The $3.1 billion Google-DoubleClick deal has been under review by the Federal Trade Commission since May. Google, which stores data on the Internet-surfing habits of consumers, wants to buy DoubleClick to increase its clout in tailoring advertisements to consumer activities.
“It seems to me that policymakers should know more about Google’s intentions than we do, and a serious hearing to get at the facts looks like a very good idea,” Barton said.
A dozen Republican members of the committee sent a letter requesting a hearing to Rep. Bobby Rush, the Illinois Democrat who is chairman of the subcommittee on consumer protection.
Rush, who held an unrelated hearing on Tuesday on legislation to reform the Consumer Product Safety Commission, declined to comment on the letter.

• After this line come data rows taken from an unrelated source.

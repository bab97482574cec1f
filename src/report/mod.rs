//! Run report
//!
//! The report owns a mirror of the stage node tree and aggregates step
//! records, artifact references, and the final status of one run.
//! Parallel children record into it concurrently; a single writer lock
//! serializes mutation so the tree is consistent at seal time. After
//! `seal()` the report is read-only; sealing twice is a no-op.

#![allow(clippy::must_use_candidate)]

use crate::executor::StepRecord;
use crate::graph::definition::GraphDefinition;
use crate::graph::node::{NodeKind, StageNode};
use crate::graph::types::{NodeStatus, RunStatus};
use parking_lot::Mutex;
use serde::{Deserialize, Serialize};
use std::sync::atomic::{AtomicBool, Ordering};
use std::time::{Duration, Instant, SystemTime};
use uuid::Uuid;

/// Reference to an archived artifact
#[derive(Debug, Clone, PartialEq, Eq, Serialize, Deserialize)]
pub struct ArtifactRef {
    /// Artifact name, usually the file name
    pub name: String,
    /// Path as reported by the producing step
    pub path: String,
    /// Dotted path of the node whose step produced it
    pub produced_by: String,
}

/// One node of the report's status tree
#[derive(Debug, Clone, PartialEq, Eq, Serialize, Deserialize)]
pub struct ReportNode {
    /// Node name
    pub name: String,
    /// Node kind
    pub kind: NodeKind,
    /// Current status
    pub status: NodeStatus,
    /// Step records, in execution order
    #[serde(skip_serializing_if = "Vec::is_empty", default)]
    pub steps: Vec<StepRecord>,
    /// Child nodes, in declared order
    #[serde(skip_serializing_if = "Vec::is_empty", default)]
    pub children: Vec<ReportNode>,
}

impl ReportNode {
    fn mirror(node: &StageNode) -> Self {
        Self {
            name: node.name.clone(),
            kind: node.kind,
            status: NodeStatus::Pending,
            steps: Vec::new(),
            children: node.children.iter().map(Self::mirror).collect(),
        }
    }

    fn find_mut(&mut self, path: &str) -> Option<&mut ReportNode> {
        let mut segments = path.split('.');
        if segments.next() != Some(self.name.as_str()) {
            return None;
        }
        let mut current = self;
        for segment in segments {
            current = current
                .children
                .iter_mut()
                .find(|c| c.name == segment)?;
        }
        Some(current)
    }

    fn find(&self, path: &str) -> Option<&ReportNode> {
        let mut segments = path.split('.');
        if segments.next() != Some(self.name.as_str()) {
            return None;
        }
        let mut current = self;
        for segment in segments {
            current = current.children.iter().find(|c| c.name == segment)?;
        }
        Some(current)
    }
}

/// Step record from a post-run hook
#[derive(Debug, Clone, PartialEq, Eq, Serialize, Deserialize)]
pub struct PostStepRecord {
    /// Hook set the step belonged to (`always`, `on_success`, `on_failure`)
    pub hook_set: String,
    /// The step's result record
    pub record: StepRecord,
}

#[derive(Debug)]
struct Inner {
    root: ReportNode,
    status: Option<RunStatus>,
    artifacts: Vec<ArtifactRef>,
    post_steps: Vec<PostStepRecord>,
    duration: Option<Duration>,
}

/// Aggregated result of one run
#[derive(Debug)]
pub struct RunReport {
    run_id: Uuid,
    name: String,
    started_at: SystemTime,
    started: Instant,
    sealed: AtomicBool,
    inner: Mutex<Inner>,
}

impl RunReport {
    /// Creates a report mirroring the definition's node tree
    #[must_use]
    pub fn new(definition: &GraphDefinition) -> Self {
        Self {
            run_id: Uuid::new_v4(),
            name: definition.display_name().to_string(),
            started_at: SystemTime::now(),
            started: Instant::now(),
            sealed: AtomicBool::new(false),
            inner: Mutex::new(Inner {
                root: ReportNode::mirror(&definition.root),
                status: None,
                artifacts: Vec::new(),
                post_steps: Vec::new(),
                duration: None,
            }),
        }
    }

    /// Unique id of this run
    #[must_use]
    pub fn run_id(&self) -> Uuid {
        self.run_id
    }

    /// Returns true once the report has been sealed
    #[must_use]
    pub fn is_sealed(&self) -> bool {
        self.sealed.load(Ordering::SeqCst)
    }

    /// Transitions the node at `path` to `status`.
    ///
    /// Ignored with a warning after sealing or for unknown paths; those
    /// are recording bugs, never run failures.
    pub fn transition(&self, path: &str, status: NodeStatus) {
        if self.is_sealed() {
            tracing::warn!(path, %status, "Transition on sealed report ignored");
            return;
        }
        let mut inner = self.inner.lock();
        match inner.root.find_mut(path) {
            Some(node) => node.status = status,
            None => tracing::warn!(path, "Transition for unknown node path ignored"),
        }
    }

    /// Appends a step record to the leaf at `path`
    pub fn record_step(&self, path: &str, record: StepRecord) {
        if self.is_sealed() {
            tracing::warn!(path, "Step record on sealed report ignored");
            return;
        }
        let mut inner = self.inner.lock();
        match inner.root.find_mut(path) {
            Some(node) => node.steps.push(record),
            None => tracing::warn!(path, "Step record for unknown node path ignored"),
        }
    }

    /// Appends an artifact reference
    pub fn archive(&self, artifact: ArtifactRef) {
        if self.is_sealed() {
            tracing::warn!(name = %artifact.name, "Artifact on sealed report ignored");
            return;
        }
        self.inner.lock().artifacts.push(artifact);
    }

    /// Appends a post-run hook step record
    pub fn record_post_step(&self, hook_set: &str, record: StepRecord) {
        if self.is_sealed() {
            tracing::warn!(hook_set, "Post step on sealed report ignored");
            return;
        }
        self.inner.lock().post_steps.push(PostStepRecord {
            hook_set: hook_set.to_string(),
            record,
        });
    }

    /// Fixes the final run status and total duration, exactly once.
    ///
    /// Post-run hooks execute after this point and can never change the
    /// status again.
    pub fn finalize(&self, status: RunStatus) {
        let mut inner = self.inner.lock();
        if inner.status.is_some() {
            tracing::warn!("Report already finalized, keeping original status");
            return;
        }
        inner.status = Some(status);
        inner.duration = Some(self.started.elapsed());
    }

    /// Seals the report; all later mutation is ignored.
    ///
    /// Idempotent: a second call is a no-op, not an error.
    pub fn seal(&self) {
        self.sealed.store(true, Ordering::SeqCst);
    }

    /// Final run status.
    ///
    /// A report that was never finalized reads as aborted, matching a
    /// run interrupted before its tree completed.
    #[must_use]
    pub fn status(&self) -> RunStatus {
        self.inner.lock().status.unwrap_or(RunStatus::Aborted)
    }

    /// Total wall-clock duration of the run
    #[must_use]
    pub fn duration(&self) -> Duration {
        self.inner
            .lock()
            .duration
            .unwrap_or_else(|| self.started.elapsed())
    }

    /// Snapshot of the node at a dotted path, e.g. `"pipeline.build"`
    #[must_use]
    pub fn node(&self, path: &str) -> Option<ReportNode> {
        self.inner.lock().root.find(path).cloned()
    }

    /// Snapshot of the whole status tree
    #[must_use]
    pub fn root(&self) -> ReportNode {
        self.inner.lock().root.clone()
    }

    /// Archived artifacts, in recording order
    #[must_use]
    pub fn artifacts(&self) -> Vec<ArtifactRef> {
        self.inner.lock().artifacts.clone()
    }

    /// Post-run hook records, in execution order
    #[must_use]
    pub fn post_steps(&self) -> Vec<PostStepRecord> {
        self.inner.lock().post_steps.clone()
    }

    /// Renders the report as JSON
    #[must_use]
    pub fn to_json(&self) -> serde_json::Value {
        let inner = self.inner.lock();
        serde_json::json!({
            "run_id": self.run_id,
            "name": self.name,
            "status": inner.status,
            "started_at": self.started_at,
            "duration_ms": inner.duration.map(|d| u64::try_from(d.as_millis()).unwrap_or(u64::MAX)),
            "root": inner.root,
            "artifacts": inner.artifacts,
            "post": inner.post_steps,
        })
    }
}
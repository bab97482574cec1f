//! Logging configuration
//!
//! Initializes tracing for the engine and the CLI.

/// Initializes logging with the specified default level.
///
/// `RUST_LOG` takes precedence over `level` when set. Calling this more
/// than once in one process is a caller error; tests use per-test
/// subscribers instead.
pub fn init_logging(level: &str) {
    use tracing_subscriber::{fmt, EnvFilter};

    let filter = EnvFilter::try_from_default_env().unwrap_or_else(|_| EnvFilter::new(level));

    fmt()
        .with_env_filter(filter)
        .with_target(false)
        .with_thread_ids(true)
        .init();
}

Although a Senate panel held a hearing in September on antitrust aspects of the Google-DoubleClick deal, the Republican House of Representatives members said a closer look at consumer privacy issues was needed.
The privacy implications of the merger “are enormous,” the Republicans said in their letter, noting Google and DoubleClick would together have one of the largest search query databases and one of the largest online user-behavior profile databases.
Republicans who signed the letter included former House Speaker Dennis Hastert of Illinois; Cliff Stearns of Florida; Mary Bono of California; Vito Fossella of New York; Charles Pickering of Mississippi; and Sue Myrick of North Carolina.
Google’s planned DoubleClick acquisition is one of several recent deals consolidating the Web advertising industry.